Work item: In the entries below, filter for the word "path" and copy every matching line.

Records to use START

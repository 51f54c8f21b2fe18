//! Handler for `simulate`: replay a scenario file against an in-memory core.
//!
//! ```toml
//! settle = 120
//!
//! [market]
//! min_tick = 0
//! max_tick = 200
//! tick_spacing = 10
//! alpha = "10"
//!
//! [[seed]]
//! lower = 100
//! upper = 150
//! factor = "2"
//!
//! [[trade]]
//! action = "open"
//! lower = 100
//! upper = 130
//! quantity = "5"
//!
//! [[trade]]
//! action = "close"
//! position = 1
//! ```

use std::path::Path;
use std::sync::Arc;

use alloy_primitives::{Address, U256};
use rust_decimal::Decimal;
use serde::{Deserialize, Serialize};

use super::command::SimulateArgs;
use super::{load_config, output};
use crate::adapter::outbound::ManualClock;
use crate::domain::{money, wad, Amount, MarketError, MarketId, MarketParams, PositionId, Principal};
use crate::error::{ConfigError, Result};
use crate::infrastructure::bootstrap::{build_in_memory, InMemoryDeployment};

/// Scenario markets trade during `[0, MARKET_END)`.
const MARKET_END: u64 = 3_600;

/// Funding credited to the scenario trader up front.
const TRADER_FUNDING: Amount = 1_000_000_000 * 1_000_000;

/// Vault subsidy so winning claims can exceed collected premiums.
const VAULT_SUBSIDY: Amount = 1_000_000 * 1_000_000;

const TRADER: Principal = Principal::new(Address::repeat_byte(0x7a));

#[derive(Debug, Deserialize)]
struct Scenario {
    market: ScenarioMarket,
    #[serde(default)]
    seed: Vec<SeedStep>,
    #[serde(default, rename = "trade")]
    trades: Vec<TradeStep>,
    settle: Option<i64>,
}

#[derive(Debug, Deserialize)]
struct ScenarioMarket {
    min_tick: i64,
    max_tick: i64,
    tick_spacing: i64,
    alpha: Decimal,
}

#[derive(Debug, Deserialize)]
struct SeedStep {
    lower: i64,
    upper: i64,
    factor: Decimal,
}

#[derive(Debug, Deserialize)]
#[serde(tag = "action", rename_all = "snake_case")]
enum TradeStep {
    Open {
        lower: i64,
        upper: i64,
        quantity: Decimal,
    },
    Increase {
        position: u64,
        quantity: Decimal,
    },
    Decrease {
        position: u64,
        quantity: Decimal,
    },
    Close {
        position: u64,
    },
}

#[derive(Debug, Serialize)]
struct StepReport {
    step: usize,
    action: &'static str,
    position: PositionId,
    lower: i64,
    upper: i64,
    /// Paid for buys, received for sells.
    amount: Decimal,
    range_sum: Decimal,
    total_sum: Decimal,
}

#[derive(Debug, Serialize)]
struct ClaimReport {
    position: PositionId,
    payout: Decimal,
}

#[derive(Debug, Serialize)]
struct SimulationReport {
    market_id: MarketId,
    bins: usize,
    steps: Vec<StepReport>,
    settlement_tick: Option<i64>,
    claims: Vec<ClaimReport>,
    trader_balance: Decimal,
    vault_balance: Decimal,
}

/// Execute `simulate`.
pub fn execute(args: &SimulateArgs) -> Result<()> {
    let config = load_config(args.config.config.as_deref())?;
    config.init_logging();
    let scenario = read_scenario(&args.scenario)?;

    let clock = Arc::new(ManualClock::new(0));
    let deployment = build_in_memory(&config, clock.clone())?;
    let report = replay(&deployment, &clock, &scenario)?;

    if output::is_json() {
        return output::json(&report);
    }
    print_report(&report);
    Ok(())
}

fn read_scenario(path: &Path) -> Result<Scenario> {
    let content = std::fs::read_to_string(path)?;
    Ok(toml::from_str(&content).map_err(ConfigError::Parse)?)
}

fn quantity(value: Decimal) -> Result<u128> {
    Ok(money::from_display(value).ok_or(MarketError::InvalidQuantity)?)
}

fn replay(
    deployment: &InMemoryDeployment,
    clock: &ManualClock,
    scenario: &Scenario,
) -> Result<SimulationReport> {
    let core = &deployment.core;
    let operator = deployment.operator;
    let params = MarketParams {
        id: None,
        min_tick: scenario.market.min_tick,
        max_tick: scenario.market.max_tick,
        tick_spacing: scenario.market.tick_spacing,
        start_timestamp: 0,
        end_timestamp: MARKET_END,
        settlement_timestamp: None,
        alpha: wad::from_decimal(scenario.market.alpha)?,
    };
    let market_id = core.create_market(&operator, &params)?;

    if !scenario.seed.is_empty() {
        let lowers: Vec<i64> = scenario.seed.iter().map(|s| s.lower).collect();
        let uppers: Vec<i64> = scenario.seed.iter().map(|s| s.upper).collect();
        let factors = scenario
            .seed
            .iter()
            .map(|s| wad::from_decimal(s.factor))
            .collect::<std::result::Result<Vec<U256>, _>>()?;
        core.apply_range_factor_batch(&operator, market_id, &lowers, &uppers, &factors, "scenario seed")?;
    }

    deployment.custody.deposit(TRADER, TRADER_FUNDING);
    deployment.custody.fund_vault(VAULT_SUBSIDY);

    let mut steps = Vec::with_capacity(scenario.trades.len());
    for (index, trade) in scenario.trades.iter().enumerate() {
        let (action, position_id, lower, upper, amount) = match *trade {
            TradeStep::Open {
                lower,
                upper,
                quantity: q,
            } => {
                let (id, cost) =
                    core.open_position(&TRADER, market_id, lower, upper, quantity(q)?, Amount::MAX)?;
                ("open", id, lower, upper, cost)
            }
            TradeStep::Increase { position, quantity: q } => {
                let id = PositionId::new(position);
                let held = core.get_position(id)?;
                let cost = core.increase_position(&TRADER, id, quantity(q)?, Amount::MAX)?;
                ("increase", id, held.lower_tick(), held.upper_tick(), cost)
            }
            TradeStep::Decrease { position, quantity: q } => {
                let id = PositionId::new(position);
                let held = core.get_position(id)?;
                let proceeds = core.decrease_position(&TRADER, id, quantity(q)?, 0)?;
                ("decrease", id, held.lower_tick(), held.upper_tick(), proceeds)
            }
            TradeStep::Close { position } => {
                let id = PositionId::new(position);
                let held = core.get_position(id)?;
                let proceeds = core.close_position(&TRADER, id, 0)?;
                ("close", id, held.lower_tick(), held.upper_tick(), proceeds)
            }
        };
        let range_sum = core.get_range_sum(market_id, lower, upper)?;
        let total_sum = core.get_market(market_id)?.total_sum;
        steps.push(StepReport {
            step: index + 1,
            action,
            position: position_id,
            lower,
            upper,
            amount: money::to_display(amount),
            range_sum: wad::to_decimal(range_sum)?,
            total_sum: wad::to_decimal(total_sum)?,
        });
    }

    let mut settlement_tick = None;
    let mut claims = Vec::new();
    if let Some(value) = scenario.settle {
        clock.set(MARKET_END);
        settlement_tick = Some(core.settle_market(&operator, market_id, value)?);
        clock.set(core.claim_open_timestamp(market_id)?);
        for position in deployment.ledger.positions_of(TRADER) {
            let payout = core.claim_payout(&TRADER, position.id())?;
            claims.push(ClaimReport {
                position: position.id(),
                payout: money::to_display(payout),
            });
        }
    }

    Ok(SimulationReport {
        market_id,
        bins: core.get_market(market_id)?.num_bins,
        steps,
        settlement_tick,
        claims,
        trader_balance: money::to_display(deployment.custody.balance_of(TRADER)),
        vault_balance: money::to_display(deployment.custody.vault()),
    })
}

fn print_report(report: &SimulationReport) {
    output::section(&format!("Simulation: {}", report.market_id));
    output::field("Bins", report.bins);
    for step in &report.steps {
        output::field(
            &format!("#{} {}", step.step, step.action),
            format!(
                "{} [{}, {}] amount={} range_sum={} total_sum={}",
                step.position, step.lower, step.upper, step.amount, step.range_sum, step.total_sum
            ),
        );
    }
    if let Some(tick) = report.settlement_tick {
        output::section("Settlement");
        output::field("Tick", tick);
        for claim in &report.claims {
            output::field(&claim.position.to_string(), claim.payout);
        }
    }
    output::section("Balances");
    output::field("Trader", report.trader_balance);
    output::field("Vault", report.vault_balance);
}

Records to use END

Answer:
use std::path::Path;
fn read_scenario(path: &Path) -> Result<Scenario> {
    let content = std::fs::read_to_string(path)?;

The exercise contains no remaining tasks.